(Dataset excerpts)

========

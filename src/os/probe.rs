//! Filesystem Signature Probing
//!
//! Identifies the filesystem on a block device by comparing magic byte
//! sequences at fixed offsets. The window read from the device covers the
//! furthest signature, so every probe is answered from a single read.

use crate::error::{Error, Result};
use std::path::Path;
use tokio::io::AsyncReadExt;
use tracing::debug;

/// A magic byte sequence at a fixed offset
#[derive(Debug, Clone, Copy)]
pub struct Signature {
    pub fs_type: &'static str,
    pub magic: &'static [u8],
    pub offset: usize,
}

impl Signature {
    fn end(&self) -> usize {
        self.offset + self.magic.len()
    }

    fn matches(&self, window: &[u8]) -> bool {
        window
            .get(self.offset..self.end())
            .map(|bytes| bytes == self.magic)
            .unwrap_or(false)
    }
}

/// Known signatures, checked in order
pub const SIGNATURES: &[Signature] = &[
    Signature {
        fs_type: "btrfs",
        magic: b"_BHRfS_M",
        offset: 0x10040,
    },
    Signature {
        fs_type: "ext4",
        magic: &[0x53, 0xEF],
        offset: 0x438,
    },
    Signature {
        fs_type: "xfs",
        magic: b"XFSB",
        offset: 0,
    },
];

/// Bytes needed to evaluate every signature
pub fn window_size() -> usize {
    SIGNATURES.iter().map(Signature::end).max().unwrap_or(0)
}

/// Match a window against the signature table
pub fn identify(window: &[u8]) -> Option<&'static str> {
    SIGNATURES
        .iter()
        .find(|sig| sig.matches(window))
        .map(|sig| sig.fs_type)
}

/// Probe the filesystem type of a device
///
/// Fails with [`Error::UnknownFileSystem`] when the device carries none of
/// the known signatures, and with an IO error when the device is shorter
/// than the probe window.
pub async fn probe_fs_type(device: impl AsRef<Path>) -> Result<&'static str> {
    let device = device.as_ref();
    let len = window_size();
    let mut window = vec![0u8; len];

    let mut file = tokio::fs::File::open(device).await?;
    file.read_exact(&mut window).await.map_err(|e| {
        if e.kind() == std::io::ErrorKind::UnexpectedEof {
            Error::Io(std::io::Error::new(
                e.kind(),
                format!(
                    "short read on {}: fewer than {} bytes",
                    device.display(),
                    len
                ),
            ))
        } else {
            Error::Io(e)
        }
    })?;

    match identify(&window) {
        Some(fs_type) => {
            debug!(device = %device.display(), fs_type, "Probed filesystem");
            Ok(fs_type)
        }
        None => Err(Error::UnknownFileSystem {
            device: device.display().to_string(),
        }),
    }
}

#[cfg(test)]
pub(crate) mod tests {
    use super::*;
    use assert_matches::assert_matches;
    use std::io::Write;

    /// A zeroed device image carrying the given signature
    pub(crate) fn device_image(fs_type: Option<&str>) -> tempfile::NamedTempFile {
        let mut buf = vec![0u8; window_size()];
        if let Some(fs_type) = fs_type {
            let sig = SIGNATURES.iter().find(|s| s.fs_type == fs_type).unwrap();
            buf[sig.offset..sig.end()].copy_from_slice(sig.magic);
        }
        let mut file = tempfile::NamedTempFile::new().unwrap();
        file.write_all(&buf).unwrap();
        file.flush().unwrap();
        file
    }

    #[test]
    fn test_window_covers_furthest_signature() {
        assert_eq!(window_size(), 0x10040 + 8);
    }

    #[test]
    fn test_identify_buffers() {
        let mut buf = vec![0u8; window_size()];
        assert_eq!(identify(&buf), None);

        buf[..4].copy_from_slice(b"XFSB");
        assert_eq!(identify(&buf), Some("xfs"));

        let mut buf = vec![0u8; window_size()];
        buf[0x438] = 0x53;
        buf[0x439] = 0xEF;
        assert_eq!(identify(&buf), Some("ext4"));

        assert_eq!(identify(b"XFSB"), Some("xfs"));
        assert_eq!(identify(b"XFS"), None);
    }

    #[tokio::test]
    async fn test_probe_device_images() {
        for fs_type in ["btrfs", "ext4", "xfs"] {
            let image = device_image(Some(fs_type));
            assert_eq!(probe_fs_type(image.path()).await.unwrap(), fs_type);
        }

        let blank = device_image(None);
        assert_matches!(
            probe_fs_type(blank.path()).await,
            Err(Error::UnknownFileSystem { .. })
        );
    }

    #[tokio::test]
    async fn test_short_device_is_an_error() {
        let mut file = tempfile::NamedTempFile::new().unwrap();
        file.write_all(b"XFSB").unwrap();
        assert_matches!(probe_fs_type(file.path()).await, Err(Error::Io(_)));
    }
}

========

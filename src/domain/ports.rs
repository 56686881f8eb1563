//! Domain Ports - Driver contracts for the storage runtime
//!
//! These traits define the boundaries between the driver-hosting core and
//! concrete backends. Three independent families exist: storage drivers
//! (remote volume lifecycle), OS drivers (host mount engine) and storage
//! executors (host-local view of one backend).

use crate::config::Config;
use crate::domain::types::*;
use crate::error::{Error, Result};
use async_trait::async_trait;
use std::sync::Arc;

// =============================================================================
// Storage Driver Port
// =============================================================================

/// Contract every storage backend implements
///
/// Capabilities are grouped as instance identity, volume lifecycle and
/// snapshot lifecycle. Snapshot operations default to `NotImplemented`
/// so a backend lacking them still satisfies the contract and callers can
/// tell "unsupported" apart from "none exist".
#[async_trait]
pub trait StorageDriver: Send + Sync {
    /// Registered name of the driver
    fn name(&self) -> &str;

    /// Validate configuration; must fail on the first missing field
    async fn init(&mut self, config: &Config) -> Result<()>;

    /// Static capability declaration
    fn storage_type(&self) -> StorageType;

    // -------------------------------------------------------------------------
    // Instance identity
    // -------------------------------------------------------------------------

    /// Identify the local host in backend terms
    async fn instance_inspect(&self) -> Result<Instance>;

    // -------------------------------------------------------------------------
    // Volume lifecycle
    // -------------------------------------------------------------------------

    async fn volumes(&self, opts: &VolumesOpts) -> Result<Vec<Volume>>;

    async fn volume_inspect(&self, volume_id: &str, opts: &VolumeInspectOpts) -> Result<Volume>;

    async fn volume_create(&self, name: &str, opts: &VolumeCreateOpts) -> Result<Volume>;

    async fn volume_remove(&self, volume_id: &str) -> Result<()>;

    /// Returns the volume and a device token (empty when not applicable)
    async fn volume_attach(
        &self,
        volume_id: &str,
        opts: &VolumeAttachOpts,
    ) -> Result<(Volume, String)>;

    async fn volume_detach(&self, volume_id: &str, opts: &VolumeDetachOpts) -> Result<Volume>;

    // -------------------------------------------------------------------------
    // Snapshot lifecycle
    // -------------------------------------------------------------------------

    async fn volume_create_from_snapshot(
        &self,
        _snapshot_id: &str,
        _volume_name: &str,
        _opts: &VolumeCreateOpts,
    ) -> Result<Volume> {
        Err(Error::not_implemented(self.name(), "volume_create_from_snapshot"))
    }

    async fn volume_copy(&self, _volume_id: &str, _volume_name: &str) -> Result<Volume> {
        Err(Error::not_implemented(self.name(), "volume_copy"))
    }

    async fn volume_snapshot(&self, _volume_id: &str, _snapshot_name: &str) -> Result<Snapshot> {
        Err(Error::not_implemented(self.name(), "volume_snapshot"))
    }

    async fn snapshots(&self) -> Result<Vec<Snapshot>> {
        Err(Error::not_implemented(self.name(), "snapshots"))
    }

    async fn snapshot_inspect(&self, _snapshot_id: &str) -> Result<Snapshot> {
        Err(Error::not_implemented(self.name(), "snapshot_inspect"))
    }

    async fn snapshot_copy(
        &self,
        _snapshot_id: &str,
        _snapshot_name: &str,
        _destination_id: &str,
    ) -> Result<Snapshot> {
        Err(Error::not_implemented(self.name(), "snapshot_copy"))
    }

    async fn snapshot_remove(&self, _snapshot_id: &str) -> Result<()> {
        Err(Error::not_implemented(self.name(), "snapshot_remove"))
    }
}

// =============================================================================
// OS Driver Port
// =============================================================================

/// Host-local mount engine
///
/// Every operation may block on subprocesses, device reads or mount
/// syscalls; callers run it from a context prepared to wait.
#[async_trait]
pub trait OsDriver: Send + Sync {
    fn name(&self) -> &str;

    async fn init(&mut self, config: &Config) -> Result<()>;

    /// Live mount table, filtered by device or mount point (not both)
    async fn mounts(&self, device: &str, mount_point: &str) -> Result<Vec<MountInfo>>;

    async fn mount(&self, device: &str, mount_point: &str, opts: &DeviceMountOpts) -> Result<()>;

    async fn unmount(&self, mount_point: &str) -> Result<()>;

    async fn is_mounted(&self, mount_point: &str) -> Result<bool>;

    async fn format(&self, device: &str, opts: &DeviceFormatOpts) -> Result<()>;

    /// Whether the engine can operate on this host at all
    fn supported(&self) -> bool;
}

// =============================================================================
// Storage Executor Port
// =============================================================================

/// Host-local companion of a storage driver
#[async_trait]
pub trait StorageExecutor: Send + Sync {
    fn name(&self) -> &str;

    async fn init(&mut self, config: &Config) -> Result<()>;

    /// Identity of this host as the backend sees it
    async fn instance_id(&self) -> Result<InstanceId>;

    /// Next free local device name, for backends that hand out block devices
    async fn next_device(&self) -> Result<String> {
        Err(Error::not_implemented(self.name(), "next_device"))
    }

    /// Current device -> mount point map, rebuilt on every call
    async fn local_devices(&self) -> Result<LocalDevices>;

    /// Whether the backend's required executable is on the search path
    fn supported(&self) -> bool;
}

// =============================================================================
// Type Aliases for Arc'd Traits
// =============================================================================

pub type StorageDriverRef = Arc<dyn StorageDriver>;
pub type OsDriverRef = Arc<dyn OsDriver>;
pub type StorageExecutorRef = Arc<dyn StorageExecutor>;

========

From the records above, copy out the line with "of a device", the line with "if e.kind() == std::io::ErrorKind::UnexpectedEof", and every line between them, word for word.

### Response
/// Probe the filesystem type of a device
///
/// Fails with [`Error::UnknownFileSystem`] when the device carries none of
/// the known signatures, and with an IO error when the device is shorter
/// than the probe window.
pub async fn probe_fs_type(device: impl AsRef<Path>) -> Result<&'static str> {
    let device = device.as_ref();
    let len = window_size();
    let mut window = vec![0u8; len];

    let mut file = tokio::fs::File::open(device).await?;
    file.read_exact(&mut window).await.map_err(|e| {
        if e.kind() == std::io::ErrorKind::UnexpectedEof {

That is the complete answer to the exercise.